The open source community in India is still at an early stage when it comes to Legal Tech. Most platforms are proprietary and give limited access to data and tools, but the community is growing. These datasets cover all 3 V’s (Volume, Velocity and Variety) required in a strong data ecosystem and the opportunities are immense especially for folks interested in NLP and other related areas. For this class of use-cases, one of the major challenges, we believe, is the availability of legal corpora in Indic languages, which is important to understand the judgments that are not in English and this is one of the bottlenecks in increasing access to justice in a multilingual environment.

We do get some inspiration from communities outside the country who are doing a lot in legal tech.

There surely are a lot of other projects in the open which may be solving small but important issues in the legal tech space. We appreciate all the hard work done by these communities and are always inspired by them to do more.

We would like to quote some lines from the courtlistener’s FAQ section that beautifully captures the thought behind how software should be developed especially in the public and social sector spaces

But the most important distinguishing factor about this site is that it is open source and open access. Anyone can download all the source code we use to operate this site and run their own site that does exactly the same thing. And since our bulk downloads provide access to our entire collection of opinions, we hope we’ve given our effort its own life that can continue no matter what. We hope instead to be the last people who ever have to attempt to collect the entirety of United States case law. Everyone who comes after can build upon this effort.

Court cases and Data Privacy

Court judgments are public records. If a case is heard by a court of India, no one can argue that the opinion should not be published and viewable by all, unless the court itself expressly says it cannot be published or a law says it cannot be. Courts today are publishing their judgments and orders on the Internet. Section 52(1)(q)(iv) of the Copyright Act states that the publication of court judgments does not constitute an infringement of Copyright.

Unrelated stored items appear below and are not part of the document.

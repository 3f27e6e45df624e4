//! Database models.
//!
//! Rows map 1:1 onto tables via `FromRow`; status columns use db-side enums
//! so queries stay typo-proof. Conversions to and from the protocol enums
//! live here.

use chrono::{DateTime, Utc};
use gridex_protocol::types::{JobDemands, JobStatus, Role, WorkerSpecs, WorkerStatus};
use serde::{Deserialize, Serialize};
use sqlx::FromRow;

// ============================================================================
// Enums
// ============================================================================

#[derive(Debug, Clone, Copy, PartialEq, Eq, Serialize, Deserialize, sqlx::Type)]
#[sqlx(type_name = "TEXT", rename_all = "snake_case")]
pub enum JobState {
    Pending,
    Running,
    Completed,
    Failed,
    Cancelled,
    TimedOut,
}

impl From<JobStatus> for JobState {
    fn from(status: JobStatus) -> Self {
        match status {
            JobStatus::Pending => JobState::Pending,
            JobStatus::Running => JobState::Running,
            JobStatus::Completed => JobState::Completed,
            JobStatus::Failed => JobState::Failed,
            JobStatus::Cancelled => JobState::Cancelled,
            JobStatus::TimedOut => JobState::TimedOut,
        }
    }
}

impl From<JobState> for JobStatus {
    fn from(state: JobState) -> Self {
        match state {
            JobState::Pending => JobStatus::Pending,
            JobState::Running => JobStatus::Running,
            JobState::Completed => JobStatus::Completed,
            JobState::Failed => JobStatus::Failed,
            JobState::Cancelled => JobStatus::Cancelled,
            JobState::TimedOut => JobStatus::TimedOut,
        }
    }
}

#[derive(Debug, Clone, Copy, PartialEq, Eq, Serialize, Deserialize, sqlx::Type)]
#[sqlx(type_name = "TEXT", rename_all = "snake_case")]
pub enum WorkerState {
    Idle,
    Busy,
    Offline,
}

impl From<WorkerStatus> for WorkerState {
    fn from(status: WorkerStatus) -> Self {
        match status {
            WorkerStatus::Idle => WorkerState::Idle,
            WorkerStatus::Busy => WorkerState::Busy,
            WorkerStatus::Offline => WorkerState::Offline,
        }
    }
}

impl From<WorkerState> for WorkerStatus {
    fn from(state: WorkerState) -> Self {
        match state {
            WorkerState::Idle => WorkerStatus::Idle,
            WorkerState::Busy => WorkerStatus::Busy,
            WorkerState::Offline => WorkerStatus::Offline,
        }
    }
}

#[derive(Debug, Clone, Copy, PartialEq, Eq, Serialize, Deserialize, sqlx::Type)]
#[sqlx(type_name = "TEXT", rename_all = "snake_case")]
pub enum UserRole {
    Coordinator,
    WorkerOwner,
    Submitter,
}

impl From<Role> for UserRole {
    fn from(role: Role) -> Self {
        match role {
            Role::Coordinator => UserRole::Coordinator,
            Role::WorkerOwner => UserRole::WorkerOwner,
            Role::Submitter => UserRole::Submitter,
        }
    }
}

impl From<UserRole> for Role {
    fn from(role: UserRole) -> Self {
        match role {
            UserRole::Coordinator => Role::Coordinator,
            UserRole::WorkerOwner => Role::WorkerOwner,
            UserRole::Submitter => Role::Submitter,
        }
    }
}

/// Ledger entry kinds. The ledger is append-only; these are the only
/// reasons a balance may move.
#[derive(Debug, Clone, Copy, PartialEq, Eq, Serialize, Deserialize, sqlx::Type)]
#[sqlx(type_name = "TEXT", rename_all = "snake_case")]
pub enum LedgerKind {
    SignupGrant,
    JobDebit,
    JobCredit,
    AdminAdjust,
}

// ============================================================================
// Rows
// ============================================================================

#[derive(Debug, Clone, FromRow)]
pub struct UserRow {
    pub id: String,
    pub username: String,
    pub password_salt: String,
    pub password_hash: String,
    pub role: UserRole,
    pub balance: i64,
    pub created_at: DateTime<Utc>,
}

#[derive(Debug, Clone, FromRow)]
pub struct WorkerRow {
    pub id: String,
    pub name: String,
    pub owner_id: Option<String>,
    pub specs_json: String,
    pub status: WorkerState,
    pub last_heartbeat: Option<DateTime<Utc>>,
    pub jobs_completed: i64,
    pub credits_earned: i64,
    pub created_at: DateTime<Utc>,
}

impl WorkerRow {
    pub fn specs(&self) -> Result<WorkerSpecs, serde_json::Error> {
        serde_json::from_str(&self.specs_json)
    }
}

#[derive(Debug, Clone, FromRow)]
pub struct JobRow {
    pub id: String,
    pub title: String,
    pub submitter_id: String,
    pub code: String,
    pub requirements: String,
    pub demands_json: String,
    pub timeout_seconds: i64,
    pub credit_cost: i64,
    pub credit_reward: i64,
    pub priority: i64,
    pub status: JobState,
    pub assigned_worker_id: Option<String>,
    pub stdout: Option<String>,
    pub stderr: Option<String>,
    pub result_files: Option<String>,
    pub error_log: Option<String>,
    pub sandboxed: Option<bool>,
    pub submitted_at: DateTime<Utc>,
    pub started_at: Option<DateTime<Utc>>,
    pub finished_at: Option<DateTime<Utc>>,
}

impl JobRow {
    pub fn demands(&self) -> Result<JobDemands, serde_json::Error> {
        serde_json::from_str(&self.demands_json)
    }

    /// Manifest of artifact files produced by the job, empty until settled.
    /// Bytes live on disk under the store's artifact root, keyed by job id.
    pub fn artifacts(&self) -> Result<Vec<StoredArtifact>, serde_json::Error> {
        match self.result_files.as_deref() {
            Some(json) => serde_json::from_str(json),
            None => Ok(Vec::new()),
        }
    }
}

/// One persisted artifact file: bytes are at `path`, which is keyed by the
/// owning job's id.
#[derive(Debug, Clone, PartialEq, Eq, Serialize, Deserialize)]
pub struct StoredArtifact {
    pub name: String,
    pub size: u64,
    pub path: String,
}

#[derive(Debug, Clone, FromRow)]
pub struct LedgerRow {
    pub id: i64,
    pub user_id: String,
    pub delta: i64,
    pub kind: LedgerKind,
    pub job_id: Option<String>,
    pub at: DateTime<Utc>,
}

#[derive(Debug, Clone, Copy, FromRow)]
pub struct QueueStats {
    pub pending: i64,
    pub running: i64,
    pub completed: i64,
    pub failed: i64,
    pub cancelled: i64,
    pub timed_out: i64,
}

#[cfg(test)]
mod tests {
    use super::*;

    #[test]
    fn job_state_roundtrips_through_protocol_status() {
        for status in JobStatus::ALL {
            let state = JobState::from(*status);
            assert_eq!(JobStatus::from(state), *status);
        }
    }

    #[test]
    fn artifacts_default_to_empty() {
        let row = JobRow {
            id: "j".into(),
            title: "t".into(),
            submitter_id: "u".into(),
            code: String::new(),
            requirements: String::new(),
            demands_json: "{}".into(),
            timeout_seconds: 60,
            credit_cost: 9,
            credit_reward: 9,
            priority: 5,
            status: JobState::Pending,
            assigned_worker_id: None,
            stdout: None,
            stderr: None,
            result_files: None,
            error_log: None,
            sandboxed: None,
            submitted_at: Utc::now(),
            started_at: None,
            finished_at: None,
        };
        assert!(row.artifacts().unwrap().is_empty());
    }
}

Please check out this post by IndianKanoon for an in-depth look at the topic


This is a long read, but we hope that it manages to demystify legal-tech a bit. As we’ve mentioned at the start, Judiciary is an important part of who we are and what we represent. As citizens, let’s try our best and question the ones in power, have meaningful debates and try our best to collaborate and work towards some of these challenges. Let’s try and be legally literate and defend our rights when required.